[REQUIRED WORK]:
Which lines in the data below contain the string "velocity"? Show each one.

[Stored items]
+ + + + +

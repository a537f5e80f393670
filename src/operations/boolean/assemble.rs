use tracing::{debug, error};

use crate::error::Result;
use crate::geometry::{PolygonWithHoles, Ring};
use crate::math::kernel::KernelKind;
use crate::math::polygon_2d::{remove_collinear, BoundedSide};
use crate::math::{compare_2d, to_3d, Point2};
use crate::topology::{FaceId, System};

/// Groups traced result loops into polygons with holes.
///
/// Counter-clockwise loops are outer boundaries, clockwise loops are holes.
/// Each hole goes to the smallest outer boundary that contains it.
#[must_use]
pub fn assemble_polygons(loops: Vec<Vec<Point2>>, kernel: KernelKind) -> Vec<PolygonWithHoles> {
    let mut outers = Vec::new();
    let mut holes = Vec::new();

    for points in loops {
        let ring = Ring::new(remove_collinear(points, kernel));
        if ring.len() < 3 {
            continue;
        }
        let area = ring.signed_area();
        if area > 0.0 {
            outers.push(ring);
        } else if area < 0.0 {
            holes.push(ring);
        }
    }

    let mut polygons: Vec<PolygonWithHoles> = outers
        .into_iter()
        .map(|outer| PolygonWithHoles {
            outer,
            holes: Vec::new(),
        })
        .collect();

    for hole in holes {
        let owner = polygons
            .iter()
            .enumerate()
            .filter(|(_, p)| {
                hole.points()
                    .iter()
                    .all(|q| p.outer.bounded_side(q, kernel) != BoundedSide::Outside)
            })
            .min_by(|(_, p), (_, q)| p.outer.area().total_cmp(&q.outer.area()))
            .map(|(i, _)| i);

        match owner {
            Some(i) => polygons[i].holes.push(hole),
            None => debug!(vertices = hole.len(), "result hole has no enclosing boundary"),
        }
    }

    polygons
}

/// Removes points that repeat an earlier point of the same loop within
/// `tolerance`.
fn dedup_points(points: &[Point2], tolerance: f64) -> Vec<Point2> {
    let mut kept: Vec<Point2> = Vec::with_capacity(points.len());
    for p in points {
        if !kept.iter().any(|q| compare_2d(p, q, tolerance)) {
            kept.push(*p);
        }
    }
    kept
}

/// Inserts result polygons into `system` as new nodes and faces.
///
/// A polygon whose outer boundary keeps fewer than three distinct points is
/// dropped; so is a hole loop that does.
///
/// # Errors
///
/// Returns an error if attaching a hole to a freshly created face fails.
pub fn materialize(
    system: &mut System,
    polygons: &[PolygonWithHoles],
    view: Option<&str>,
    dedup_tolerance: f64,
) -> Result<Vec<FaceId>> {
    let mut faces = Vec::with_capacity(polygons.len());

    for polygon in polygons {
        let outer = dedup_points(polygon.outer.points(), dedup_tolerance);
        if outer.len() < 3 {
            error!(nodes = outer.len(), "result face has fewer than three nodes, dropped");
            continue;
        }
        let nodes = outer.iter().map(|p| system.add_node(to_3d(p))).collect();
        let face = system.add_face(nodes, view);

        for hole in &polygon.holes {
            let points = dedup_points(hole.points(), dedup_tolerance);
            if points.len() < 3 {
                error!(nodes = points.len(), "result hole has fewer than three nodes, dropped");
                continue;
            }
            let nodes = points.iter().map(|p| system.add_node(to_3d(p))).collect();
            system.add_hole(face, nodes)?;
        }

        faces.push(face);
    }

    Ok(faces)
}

+ + + + +

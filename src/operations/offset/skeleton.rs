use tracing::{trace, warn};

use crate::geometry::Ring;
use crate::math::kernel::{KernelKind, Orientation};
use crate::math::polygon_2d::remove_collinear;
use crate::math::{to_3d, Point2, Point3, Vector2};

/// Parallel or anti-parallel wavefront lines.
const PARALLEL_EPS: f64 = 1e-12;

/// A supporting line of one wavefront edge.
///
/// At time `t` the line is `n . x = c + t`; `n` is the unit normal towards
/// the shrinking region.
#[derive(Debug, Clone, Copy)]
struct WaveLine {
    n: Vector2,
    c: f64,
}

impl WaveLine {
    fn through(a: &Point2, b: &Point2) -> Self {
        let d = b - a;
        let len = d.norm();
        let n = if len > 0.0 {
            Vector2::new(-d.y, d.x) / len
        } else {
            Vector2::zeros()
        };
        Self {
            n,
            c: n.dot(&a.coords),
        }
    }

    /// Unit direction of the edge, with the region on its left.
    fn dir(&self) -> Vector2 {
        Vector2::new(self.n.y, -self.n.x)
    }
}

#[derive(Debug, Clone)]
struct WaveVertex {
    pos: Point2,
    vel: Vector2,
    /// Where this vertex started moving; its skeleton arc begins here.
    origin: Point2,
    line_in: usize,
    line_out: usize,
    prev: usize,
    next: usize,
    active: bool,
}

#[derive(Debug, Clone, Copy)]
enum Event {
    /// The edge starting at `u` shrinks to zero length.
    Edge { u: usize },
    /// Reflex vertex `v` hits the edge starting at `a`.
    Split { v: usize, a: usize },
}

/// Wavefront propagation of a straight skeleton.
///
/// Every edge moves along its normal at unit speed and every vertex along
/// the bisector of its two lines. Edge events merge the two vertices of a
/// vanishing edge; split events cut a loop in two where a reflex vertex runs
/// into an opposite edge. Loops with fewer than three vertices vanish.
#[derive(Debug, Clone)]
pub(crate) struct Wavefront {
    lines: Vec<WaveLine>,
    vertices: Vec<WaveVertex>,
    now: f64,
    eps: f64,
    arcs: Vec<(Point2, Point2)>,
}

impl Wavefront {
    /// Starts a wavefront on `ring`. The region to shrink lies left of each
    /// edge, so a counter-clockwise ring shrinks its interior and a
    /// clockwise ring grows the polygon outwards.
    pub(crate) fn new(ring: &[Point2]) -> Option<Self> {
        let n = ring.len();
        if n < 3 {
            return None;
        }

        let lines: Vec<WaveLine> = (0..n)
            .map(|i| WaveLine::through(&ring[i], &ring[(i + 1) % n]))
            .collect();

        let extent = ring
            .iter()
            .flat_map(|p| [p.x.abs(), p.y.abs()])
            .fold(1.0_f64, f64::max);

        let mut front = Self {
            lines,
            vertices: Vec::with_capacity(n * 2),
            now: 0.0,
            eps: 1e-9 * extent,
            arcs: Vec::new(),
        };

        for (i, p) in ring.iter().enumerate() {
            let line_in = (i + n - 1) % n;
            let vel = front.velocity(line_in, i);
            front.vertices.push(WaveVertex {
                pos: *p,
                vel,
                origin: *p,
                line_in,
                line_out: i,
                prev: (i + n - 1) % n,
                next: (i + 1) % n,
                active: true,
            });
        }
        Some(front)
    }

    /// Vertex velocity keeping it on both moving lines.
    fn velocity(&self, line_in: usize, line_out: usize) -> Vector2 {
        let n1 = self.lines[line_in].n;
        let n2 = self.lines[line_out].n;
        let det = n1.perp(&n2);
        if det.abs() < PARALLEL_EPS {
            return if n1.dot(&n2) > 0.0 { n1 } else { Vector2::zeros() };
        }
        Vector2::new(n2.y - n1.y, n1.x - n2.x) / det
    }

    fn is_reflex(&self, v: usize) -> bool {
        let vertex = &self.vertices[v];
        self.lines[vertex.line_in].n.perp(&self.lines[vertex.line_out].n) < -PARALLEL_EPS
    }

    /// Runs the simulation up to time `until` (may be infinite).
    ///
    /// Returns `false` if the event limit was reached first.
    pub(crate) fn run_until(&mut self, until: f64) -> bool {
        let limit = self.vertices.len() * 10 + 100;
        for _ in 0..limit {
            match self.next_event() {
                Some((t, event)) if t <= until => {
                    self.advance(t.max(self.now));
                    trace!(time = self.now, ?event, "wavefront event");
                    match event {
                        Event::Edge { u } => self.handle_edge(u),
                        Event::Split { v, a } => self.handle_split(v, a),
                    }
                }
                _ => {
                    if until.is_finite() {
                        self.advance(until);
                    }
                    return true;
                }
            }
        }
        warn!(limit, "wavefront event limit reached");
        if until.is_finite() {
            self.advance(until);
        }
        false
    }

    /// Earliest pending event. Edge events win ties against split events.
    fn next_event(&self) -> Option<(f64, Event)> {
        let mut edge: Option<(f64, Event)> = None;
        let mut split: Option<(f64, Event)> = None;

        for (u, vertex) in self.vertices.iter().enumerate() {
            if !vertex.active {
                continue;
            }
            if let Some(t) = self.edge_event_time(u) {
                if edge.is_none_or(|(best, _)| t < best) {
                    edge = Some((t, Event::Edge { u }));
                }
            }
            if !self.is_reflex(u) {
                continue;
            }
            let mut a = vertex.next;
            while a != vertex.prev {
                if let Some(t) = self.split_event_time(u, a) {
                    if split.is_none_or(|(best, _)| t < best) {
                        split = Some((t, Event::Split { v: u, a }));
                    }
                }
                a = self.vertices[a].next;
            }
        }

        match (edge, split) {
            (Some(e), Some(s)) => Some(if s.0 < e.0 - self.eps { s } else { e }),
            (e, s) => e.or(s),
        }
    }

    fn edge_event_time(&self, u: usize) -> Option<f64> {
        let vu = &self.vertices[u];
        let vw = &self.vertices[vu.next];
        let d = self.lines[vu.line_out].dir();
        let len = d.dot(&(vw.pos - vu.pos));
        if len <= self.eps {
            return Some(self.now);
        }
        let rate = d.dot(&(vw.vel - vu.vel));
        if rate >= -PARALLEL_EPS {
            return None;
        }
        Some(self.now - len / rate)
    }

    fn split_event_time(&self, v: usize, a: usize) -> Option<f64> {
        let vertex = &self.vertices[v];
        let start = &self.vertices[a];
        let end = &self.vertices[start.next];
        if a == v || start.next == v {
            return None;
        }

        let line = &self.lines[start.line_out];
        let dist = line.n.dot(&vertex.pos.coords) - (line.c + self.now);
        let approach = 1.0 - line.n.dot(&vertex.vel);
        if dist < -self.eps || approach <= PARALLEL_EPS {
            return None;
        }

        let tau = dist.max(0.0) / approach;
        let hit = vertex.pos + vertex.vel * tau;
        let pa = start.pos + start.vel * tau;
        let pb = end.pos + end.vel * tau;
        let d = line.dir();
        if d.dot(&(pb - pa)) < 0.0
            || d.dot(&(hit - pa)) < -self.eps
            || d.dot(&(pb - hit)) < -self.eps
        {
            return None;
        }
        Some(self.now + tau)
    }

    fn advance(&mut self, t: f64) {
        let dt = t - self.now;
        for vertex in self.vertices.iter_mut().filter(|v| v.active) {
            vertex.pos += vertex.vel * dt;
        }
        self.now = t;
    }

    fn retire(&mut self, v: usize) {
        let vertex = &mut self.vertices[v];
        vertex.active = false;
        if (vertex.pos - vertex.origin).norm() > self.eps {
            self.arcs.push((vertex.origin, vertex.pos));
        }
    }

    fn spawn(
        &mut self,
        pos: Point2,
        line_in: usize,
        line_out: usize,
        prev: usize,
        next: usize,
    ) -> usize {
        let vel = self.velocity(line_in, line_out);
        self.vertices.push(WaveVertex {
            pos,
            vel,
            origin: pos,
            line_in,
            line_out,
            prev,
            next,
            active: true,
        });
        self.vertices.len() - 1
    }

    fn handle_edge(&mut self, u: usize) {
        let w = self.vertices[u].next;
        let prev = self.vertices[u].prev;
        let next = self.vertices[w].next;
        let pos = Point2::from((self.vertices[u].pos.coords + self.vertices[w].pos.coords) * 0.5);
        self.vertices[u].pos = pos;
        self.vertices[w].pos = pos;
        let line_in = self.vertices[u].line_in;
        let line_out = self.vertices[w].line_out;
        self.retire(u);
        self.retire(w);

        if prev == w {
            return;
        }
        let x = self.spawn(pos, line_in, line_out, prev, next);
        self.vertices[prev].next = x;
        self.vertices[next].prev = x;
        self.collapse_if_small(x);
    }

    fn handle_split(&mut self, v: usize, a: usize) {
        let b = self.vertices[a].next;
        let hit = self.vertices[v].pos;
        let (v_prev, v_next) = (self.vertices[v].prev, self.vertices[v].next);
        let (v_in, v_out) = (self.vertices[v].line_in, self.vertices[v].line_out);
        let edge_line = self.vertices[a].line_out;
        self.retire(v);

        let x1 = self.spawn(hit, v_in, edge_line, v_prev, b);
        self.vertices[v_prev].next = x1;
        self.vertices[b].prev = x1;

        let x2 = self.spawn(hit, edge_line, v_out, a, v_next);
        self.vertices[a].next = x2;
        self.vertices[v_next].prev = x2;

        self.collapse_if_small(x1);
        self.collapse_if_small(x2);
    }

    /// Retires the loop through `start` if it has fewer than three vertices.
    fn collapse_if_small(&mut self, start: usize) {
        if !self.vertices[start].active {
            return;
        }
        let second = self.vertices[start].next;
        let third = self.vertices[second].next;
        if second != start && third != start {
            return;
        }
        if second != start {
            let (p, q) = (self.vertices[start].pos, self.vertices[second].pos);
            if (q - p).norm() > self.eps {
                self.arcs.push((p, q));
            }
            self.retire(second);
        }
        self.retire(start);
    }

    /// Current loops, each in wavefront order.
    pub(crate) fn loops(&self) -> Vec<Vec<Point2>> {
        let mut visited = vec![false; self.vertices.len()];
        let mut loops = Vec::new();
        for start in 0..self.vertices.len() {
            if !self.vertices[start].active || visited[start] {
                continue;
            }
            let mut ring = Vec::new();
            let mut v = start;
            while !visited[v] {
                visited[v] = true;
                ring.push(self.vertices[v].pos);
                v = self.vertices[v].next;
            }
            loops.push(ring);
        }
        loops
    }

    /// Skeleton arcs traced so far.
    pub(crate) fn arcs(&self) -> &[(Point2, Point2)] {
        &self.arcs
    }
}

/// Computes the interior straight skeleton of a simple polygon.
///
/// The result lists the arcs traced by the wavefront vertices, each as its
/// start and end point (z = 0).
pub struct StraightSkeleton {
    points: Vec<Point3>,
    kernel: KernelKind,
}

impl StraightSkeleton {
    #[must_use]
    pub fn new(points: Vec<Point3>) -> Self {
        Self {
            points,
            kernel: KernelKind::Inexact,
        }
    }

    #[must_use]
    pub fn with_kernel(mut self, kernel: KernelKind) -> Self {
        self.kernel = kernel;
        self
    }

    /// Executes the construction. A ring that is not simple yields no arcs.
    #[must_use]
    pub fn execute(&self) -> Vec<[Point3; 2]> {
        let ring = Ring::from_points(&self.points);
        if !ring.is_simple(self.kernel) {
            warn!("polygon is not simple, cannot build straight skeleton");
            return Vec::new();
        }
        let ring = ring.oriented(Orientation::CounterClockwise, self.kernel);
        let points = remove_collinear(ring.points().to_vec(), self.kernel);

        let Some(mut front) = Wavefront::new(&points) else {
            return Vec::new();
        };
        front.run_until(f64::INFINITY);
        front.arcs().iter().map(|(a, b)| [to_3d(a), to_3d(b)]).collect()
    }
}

+ + + + +

[OUTPUT OF THE TASK]:
            let vel = front.velocity(line_in, i);
    /// Vertex velocity keeping it on both moving lines.
    fn velocity(&self, line_in: usize, line_out: usize) -> Vector2 {
        let vel = self.velocity(line_in, line_out);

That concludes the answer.